- WHAT IS NEEDED: Could you find every line in the records below that contains the word "with" and copy it?

▶

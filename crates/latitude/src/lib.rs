//! # latitude
//!
//! Blocking client for the Latitude.sh bare-metal REST API.
//!
//! This crate provides:
//! - JSON:API request and response envelopes
//! - Bearer-token authentication, with a placeholder when no token is set
//! - Status classification into not found, rejected and transport errors
//! - Bounded retry with exponential backoff for idempotent calls
//!
//! The [`Client`] implements [`reconcile::RemoteApi`], which is how the
//! reconciliation engine reaches the API.

pub mod client;
pub mod envelope;
pub mod error;
pub mod retry;

pub use client::{Client, DEFAULT_API_URL, PLACEHOLDER_TOKEN};
pub use error::{Error, ErrorCategory, Result};
pub use retry::RetryConfig;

◀

- FINISHED TASK:
//! - Bearer-token authentication, with a placeholder when no token is set
//! - Bounded retry with exponential backoff for idempotent calls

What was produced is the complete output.